I was talking to a friend who is also a mom. She was concerned about her daughter and who she’s been hanging out with at school and on weekends. My friend is divorced, so half the time she has absolutely no control over her child’s social activities. (The father is much looser with supervision).
We discussed the challenges of parenthood in an age where our kids can maintain a full social calendar in virtual reality.
We discussed peer pressure. Cattiness. Meanness.
We discussed drug and alcohol abuse among 13 (yes, 13) year-olds.
We discussed how kids are sneaking out of the house at 1am and trespassing in other people’s yards and pools. Here in Arizona America, where guns are ubiquitous, I can see someone shooting one of these kids in the dark. Absolutely. Unfortunately.
We discussed the very fine line between parenting and controlling.
I thought to myself, how lucky I am to have daughters who get excellent grades and work hard at everything. How lucky I am to have daughters who talk to me, show me silly Instagram posts and get along with each other so well.

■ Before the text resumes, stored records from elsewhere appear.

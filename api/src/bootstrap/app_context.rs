use std::sync::Arc;

use axum::extract::FromRef;

use crate::application::ports::bank_repository::BankRepository;
use crate::application::ports::blog_repository::BlogRepository;
use crate::application::ports::counter_repository::CounterRepository;
use crate::application::ports::issues_repository::IssuesRepository;
use crate::application::ports::project_repository::ProjectRepository;
use crate::application::ports::store_repository::StoreRepository;
use crate::application::ports::todo_repository::TodoRepository;
use crate::application::ports::user_repository::UserRepository;
use crate::bootstrap::config::Config;

#[derive(Clone)]
pub struct AppContext {
    pub cfg: Config,
    services: Arc<AppServices>,
}

#[derive(Clone)]
pub struct AppServices {
    user_repo: Arc<dyn UserRepository>,
    counter_repo: Arc<dyn CounterRepository>,
    bank_repo: Arc<dyn BankRepository>,
    blog_repo: Arc<dyn BlogRepository>,
    store_repo: Arc<dyn StoreRepository>,
    issues_repo: Arc<dyn IssuesRepository>,
    project_repo: Arc<dyn ProjectRepository>,
    todo_repo: Arc<dyn TodoRepository>,
}

impl AppServices {
    #[allow(clippy::too_many_arguments)]
    pub fn new(
        user_repo: Arc<dyn UserRepository>,
        counter_repo: Arc<dyn CounterRepository>,
        bank_repo: Arc<dyn BankRepository>,
        blog_repo: Arc<dyn BlogRepository>,
        store_repo: Arc<dyn StoreRepository>,
        issues_repo: Arc<dyn IssuesRepository>,
        project_repo: Arc<dyn ProjectRepository>,
        todo_repo: Arc<dyn TodoRepository>,
    ) -> Self {
        Self {
            user_repo,
            counter_repo,
            bank_repo,
            blog_repo,
            store_repo,
            issues_repo,
            project_repo,
            todo_repo,
        }
    }
}

impl AppContext {
    pub fn new(cfg: Config, services: AppServices) -> Self {
        Self {
            cfg,
            services: Arc::new(services),
        }
    }

    pub fn user_repo(&self) -> Arc<dyn UserRepository> {
        self.services.user_repo.clone()
    }

    pub fn counter_repo(&self) -> Arc<dyn CounterRepository> {
        self.services.counter_repo.clone()
    }

    pub fn bank_repo(&self) -> Arc<dyn BankRepository> {
        self.services.bank_repo.clone()
    }

    pub fn blog_repo(&self) -> Arc<dyn BlogRepository> {
        self.services.blog_repo.clone()
    }

    pub fn store_repo(&self) -> Arc<dyn StoreRepository> {
        self.services.store_repo.clone()
    }

    pub fn issues_repo(&self) -> Arc<dyn IssuesRepository> {
        self.services.issues_repo.clone()
    }

    pub fn project_repo(&self) -> Arc<dyn ProjectRepository> {
        self.services.project_repo.clone()
    }

    pub fn todo_repo(&self) -> Arc<dyn TodoRepository> {
        self.services.todo_repo.clone()
    }
}

impl FromRef<AppContext> for Config {
    fn from_ref(ctx: &AppContext) -> Config {
        ctx.cfg.clone()
    }
}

And then I realized that I rarely tell them this. I think it a lot. I tell my friends and family. But I don’t tell my daughters to their face how I know it’s challenging to be them right now. I don’t acknowledge the dangers, pitfalls and temptations that they have in terms of technology, risky behavior and drugs. Instead, I tell them to not buy into society’s pressures to be “pretty” and primp in front of the mirror. I tell them that they need to learn how to manage money, or it will manage them. I tell them it’s important to get good grades and do well in music so that they can get college scholarships.

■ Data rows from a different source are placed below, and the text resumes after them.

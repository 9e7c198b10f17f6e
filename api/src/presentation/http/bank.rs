use axum::{
    Json, Router,
    extract::{Path, Query, State},
    http::StatusCode,
    routing::{get, post},
};
use serde::{Deserialize, Serialize};
use utoipa::ToSchema;
use uuid::Uuid;

use crate::application::use_cases::bank::accounts::BankAccounts;
use crate::application::use_cases::bank::transfers::{Transfer, TransferCommand};
use crate::application::validation::Validator;
use crate::bootstrap::app_context::AppContext;
use crate::domain::bank::account::{Account, AccountKind, MAX_TRANSACTION_AMOUNT, Transaction};
use crate::presentation::http::auth::AuthUser;
use crate::presentation::http::error::{ApiJson, ApiResult, ErrorBody};
use crate::presentation::http::{Page, PageParams, TransactionPage};

#[derive(Debug, Serialize, ToSchema)]
pub struct AccountResponse {
    pub id: Uuid,
    pub account_number: String,
    pub kind: String,
    pub currency: String,
    pub balance: i64,
    pub created_at: chrono::DateTime<chrono::Utc>,
}

impl From<Account> for AccountResponse {
    fn from(a: Account) -> Self {
        Self {
            id: a.id,
            account_number: a.account_number,
            kind: a.kind.as_str().to_string(),
            currency: a.currency,
            balance: a.balance,
            created_at: a.created_at,
        }
    }
}

#[derive(Debug, Serialize, ToSchema)]
pub struct TransactionResponse {
    pub id: Uuid,
    pub account_id: Uuid,
    pub kind: String,
    pub amount: i64,
    pub balance_after: i64,
    pub counterparty_account_id: Option<Uuid>,
    pub reference: String,
    pub note: Option<String>,
    pub created_at: chrono::DateTime<chrono::Utc>,
}

impl From<Transaction> for TransactionResponse {
    fn from(t: Transaction) -> Self {
        Self {
            id: t.id,
            account_id: t.account_id,
            kind: t.kind.to_string(),
            amount: t.amount,
            balance_after: t.balance_after,
            counterparty_account_id: t.counterparty_account_id,
            reference: t.reference,
            note: t.note,
            created_at: t.created_at,
        }
    }
}

#[derive(Debug, Deserialize, ToSchema)]
pub struct OpenAccountRequest {
    /// `checking` or `savings`
    pub kind: String,
    /// ISO 4217 code, defaults to USD
    pub currency: Option<String>,
}

#[derive(Debug, Deserialize, ToSchema)]
pub struct AmountRequest {
    /// Minor units
    pub amount: i64,
    pub note: Option<String>,
}

#[derive(Debug, Deserialize, ToSchema)]
pub struct TransferBody {
    pub from_account_id: Uuid,
    pub to_account_number: String,
    pub amount: i64,
    pub note: Option<String>,
}

pub fn routes(ctx: AppContext) -> Router {
    Router::new()
        .route("/accounts", post(open_account).get(list_accounts))
        .route("/accounts/:id", get(get_account))
        .route("/accounts/:id/deposit", post(deposit))
        .route("/accounts/:id/withdraw", post(withdraw))
        .route("/accounts/:id/transactions", get(list_transactions))
        .route("/transfers", post(transfer))
        .with_state(ctx)
}

fn check_movement(amount: i64, note: Option<&str>) -> ApiResult<()> {
    Validator::new()
        .range("amount", amount, 1, MAX_TRANSACTION_AMOUNT)
        .optional_length("note", note, 0, 200)
        .finish()?;
    Ok(())
}

#[utoipa::path(post, path = "/api/v1/bank/accounts", tag = "Bank", request_body = OpenAccountRequest, responses(
    (status = 201, body = AccountResponse),
    (status = 400, body = ErrorBody)
))]
pub async fn open_account(
    State(ctx): State<AppContext>,
    auth: AuthUser,
    ApiJson(req): ApiJson<OpenAccountRequest>,
) -> ApiResult<(StatusCode, Json<AccountResponse>)> {
    Validator::new()
        .one_of("kind", &req.kind, &["checking", "savings"])
        .finish()?;
    let kind: AccountKind = req.kind.parse()?;
    let repo = ctx.bank_repo();
    let counters = ctx.counter_repo();
    let uc = BankAccounts {
        repo: repo.as_ref(),
        counters: counters.as_ref(),
    };
    let account = uc.open(auth.id, kind, req.currency.as_deref()).await?;
    Ok((StatusCode::CREATED, Json(account.into())))
}

#[utoipa::path(get, path = "/api/v1/bank/accounts", tag = "Bank", responses(
    (status = 200, body = [AccountResponse])
))]
pub async fn list_accounts(
    State(ctx): State<AppContext>,
    auth: AuthUser,
) -> ApiResult<Json<Vec<AccountResponse>>> {
    let repo = ctx.bank_repo();
    let counters = ctx.counter_repo();
    let uc = BankAccounts {
        repo: repo.as_ref(),
        counters: counters.as_ref(),
    };
    let items = uc.list(auth.id).await?;
    Ok(Json(items.into_iter().map(Into::into).collect()))
}

#[utoipa::path(get, path = "/api/v1/bank/accounts/{id}", tag = "Bank",
    params(("id" = Uuid, Path, description = "Account id")),
    responses((status = 200, body = AccountResponse), (status = 404, body = ErrorBody)))]
pub async fn get_account(
    State(ctx): State<AppContext>,
    auth: AuthUser,
    Path(id): Path<Uuid>,
) -> ApiResult<Json<AccountResponse>> {
    let repo = ctx.bank_repo();
    let counters = ctx.counter_repo();
    let uc = BankAccounts {
        repo: repo.as_ref(),
        counters: counters.as_ref(),
    };
    Ok(Json(uc.get_owned(auth.id, id).await?.into()))
}

#[utoipa::path(post, path = "/api/v1/bank/accounts/{id}/deposit", tag = "Bank", request_body = AmountRequest,
    params(("id" = Uuid, Path, description = "Account id")),
    responses((status = 201, body = TransactionResponse), (status = 400, body = ErrorBody), (status = 404, body = ErrorBody)))]
pub async fn deposit(
    State(ctx): State<AppContext>,
    auth: AuthUser,
    Path(id): Path<Uuid>,
    ApiJson(req): ApiJson<AmountRequest>,
) -> ApiResult<(StatusCode, Json<TransactionResponse>)> {
    check_movement(req.amount, req.note.as_deref())?;
    let repo = ctx.bank_repo();
    let counters = ctx.counter_repo();
    let uc = BankAccounts {
        repo: repo.as_ref(),
        counters: counters.as_ref(),
    };
    let tx = uc
        .deposit(auth.id, id, req.amount, req.note.as_deref())
        .await?;
    Ok((StatusCode::CREATED, Json(tx.into())))
}

#[utoipa::path(post, path = "/api/v1/bank/accounts/{id}/withdraw", tag = "Bank", request_body = AmountRequest,
    params(("id" = Uuid, Path, description = "Account id")),
    responses((status = 201, body = TransactionResponse), (status = 404, body = ErrorBody), (status = 422, body = ErrorBody)))]
pub async fn withdraw(
    State(ctx): State<AppContext>,
    auth: AuthUser,
    Path(id): Path<Uuid>,
    ApiJson(req): ApiJson<AmountRequest>,
) -> ApiResult<(StatusCode, Json<TransactionResponse>)> {
    check_movement(req.amount, req.note.as_deref())?;
    let repo = ctx.bank_repo();
    let counters = ctx.counter_repo();
    let uc = BankAccounts {
        repo: repo.as_ref(),
        counters: counters.as_ref(),
    };
    let tx = uc
        .withdraw(auth.id, id, req.amount, req.note.as_deref())
        .await?;
    Ok((StatusCode::CREATED, Json(tx.into())))
}

#[utoipa::path(get, path = "/api/v1/bank/accounts/{id}/transactions", tag = "Bank",
    params(("id" = Uuid, Path, description = "Account id"), PageParams),
    responses((status = 200, body = TransactionPage), (status = 404, body = ErrorBody)))]
pub async fn list_transactions(
    State(ctx): State<AppContext>,
    auth: AuthUser,
    Path(id): Path<Uuid>,
    Query(q): Query<PageParams>,
) -> ApiResult<Json<Page<TransactionResponse>>> {
    let repo = ctx.bank_repo();
    let counters = ctx.counter_repo();
    let uc = BankAccounts {
        repo: repo.as_ref(),
        counters: counters.as_ref(),
    };
    let page = uc.transactions(auth.id, id, q.into()).await?;
    Ok(Json(Page::from_paginated(page, Into::into)))
}

#[utoipa::path(post, path = "/api/v1/bank/transfers", tag = "Bank", request_body = TransferBody, responses(
    (status = 201, body = TransactionResponse),
    (status = 400, body = ErrorBody),
    (status = 404, body = ErrorBody),
    (status = 422, body = ErrorBody)
))]
pub async fn transfer(
    State(ctx): State<AppContext>,
    auth: AuthUser,
    ApiJson(req): ApiJson<TransferBody>,
) -> ApiResult<(StatusCode, Json<TransactionResponse>)> {
    Validator::new()
        .length("to_account_number", &req.to_account_number, 1, 32)
        .range("amount", req.amount, 1, MAX_TRANSACTION_AMOUNT)
        .optional_length("note", req.note.as_deref(), 0, 200)
        .finish()?;
    let repo = ctx.bank_repo();
    let counters = ctx.counter_repo();
    let uc = Transfer {
        repo: repo.as_ref(),
        counters: counters.as_ref(),
    };
    let cmd = TransferCommand {
        from_account_id: req.from_account_id,
        to_account_number: req.to_account_number.trim().to_string(),
        amount: req.amount,
        note: req.note,
    };
    let debit = uc.execute(auth.id, &cmd).await?;
    Ok((StatusCode::CREATED, Json(debit.into())))
}

#[cfg(test)]
mod tests {
    use serde_json::{Value, json};

    use super::*;
    use crate::presentation::http::testing::{TestApp, error_fields, send};

    async fn open(app: &Router, token: &str) -> Value {
        let (status, body) = send(
            app,
            "POST",
            "/accounts",
            token,
            Some(json!({"kind": "checking"})),
        )
        .await;
        assert_eq!(status, StatusCode::CREATED);
        body
    }

    #[tokio::test]
    async fn account_kind_and_amounts_are_validated() {
        let t = TestApp::new(&["ann"]);
        let app = routes(t.ctx.clone());

        let (status, body) = send(
            &app,
            "POST",
            "/accounts",
            &t.token(0),
            Some(json!({"kind": "credit"})),
        )
        .await;
        assert_eq!(status, StatusCode::BAD_REQUEST);
        assert_eq!(error_fields(&body), vec!["kind"]);

        let acc = open(&app, &t.token(0)).await;
        assert_eq!(acc["balance"], 0);
        let deposit = format!("/accounts/{}/deposit", acc["id"].as_str().unwrap());
        for amount in [0, -5, MAX_TRANSACTION_AMOUNT + 1] {
            let (status, body) =
                send(&app, "POST", &deposit, &t.token(0), Some(json!({"amount": amount}))).await;
            assert_eq!(status, StatusCode::BAD_REQUEST);
            assert_eq!(error_fields(&body), vec!["amount"]);
        }
    }

    #[tokio::test]
    async fn withdrawals_beyond_the_balance_are_unprocessable() {
        let t = TestApp::new(&["ann", "bob"]);
        let app = routes(t.ctx.clone());
        let acc = open(&app, &t.token(0)).await;
        let id = acc["id"].as_str().unwrap();

        let (status, body) = send(
            &app,
            "POST",
            &format!("/accounts/{id}/deposit"),
            &t.token(0),
            Some(json!({"amount": 500, "note": "salary"})),
        )
        .await;
        assert_eq!(status, StatusCode::CREATED);
        assert_eq!(body["balance_after"], 500);

        let withdraw = format!("/accounts/{id}/withdraw");
        let (status, _) = send(&app, "POST", &withdraw, &t.token(0), Some(json!({"amount": 501}))).await;
        assert_eq!(status, StatusCode::UNPROCESSABLE_ENTITY);

        let (status, _) = send(&app, "POST", &withdraw, &t.token(1), Some(json!({"amount": 1}))).await;
        assert_eq!(status, StatusCode::NOT_FOUND);
    }

    #[tokio::test]
    async fn transfers_check_destination_and_funds() {
        let t = TestApp::new(&["ann", "bob"]);
        let app = routes(t.ctx.clone());
        let from = open(&app, &t.token(0)).await;
        let to = open(&app, &t.token(1)).await;
        let from_id = from["id"].as_str().unwrap();
        send(
            &app,
            "POST",
            &format!("/accounts/{from_id}/deposit"),
            &t.token(0),
            Some(json!({"amount": 300})),
        )
        .await;
        let transfer = |to: &Value, amount: i64| {
            json!({
                "from_account_id": from_id,
                "to_account_number": to["account_number"],
                "amount": amount,
            })
        };

        let (status, _) = send(&app, "POST", "/transfers", &t.token(0), Some(transfer(&from, 10))).await;
        assert_eq!(status, StatusCode::BAD_REQUEST);
        let (status, _) = send(&app, "POST", "/transfers", &t.token(0), Some(transfer(&to, 301))).await;
        assert_eq!(status, StatusCode::UNPROCESSABLE_ENTITY);
        let (status, _) = send(&app, "POST", "/transfers", &t.token(1), Some(transfer(&to, 10))).await;
        assert_eq!(status, StatusCode::NOT_FOUND);

        let (status, body) = send(&app, "POST", "/transfers", &t.token(0), Some(transfer(&to, 120))).await;
        assert_eq!(status, StatusCode::CREATED);
        assert_eq!(body["kind"], "transfer_out");
        assert_eq!(body["balance_after"], 180);

        let uri = format!("/accounts/{}", to["id"].as_str().unwrap());
        let (status, body) = send(&app, "GET", &uri, &t.token(1), None).await;
        assert_eq!(status, StatusCode::OK);
        assert_eq!(body["balance"], 120);
    }
}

But today, I acknowledged them. I acknowledged the hard work, the struggle, the pain…and that I appreciate their fight. The 13-year-old looked me straight in the eyes and said, “I love you, mom.”
Wow, I can tell you truly are an amazing mother! I am a teenager, and your daughter should be proud to have you as a mother. It was truly nice of you to giver her recognition, in a world where us, teens, are subjects of so much pressure. Nice post!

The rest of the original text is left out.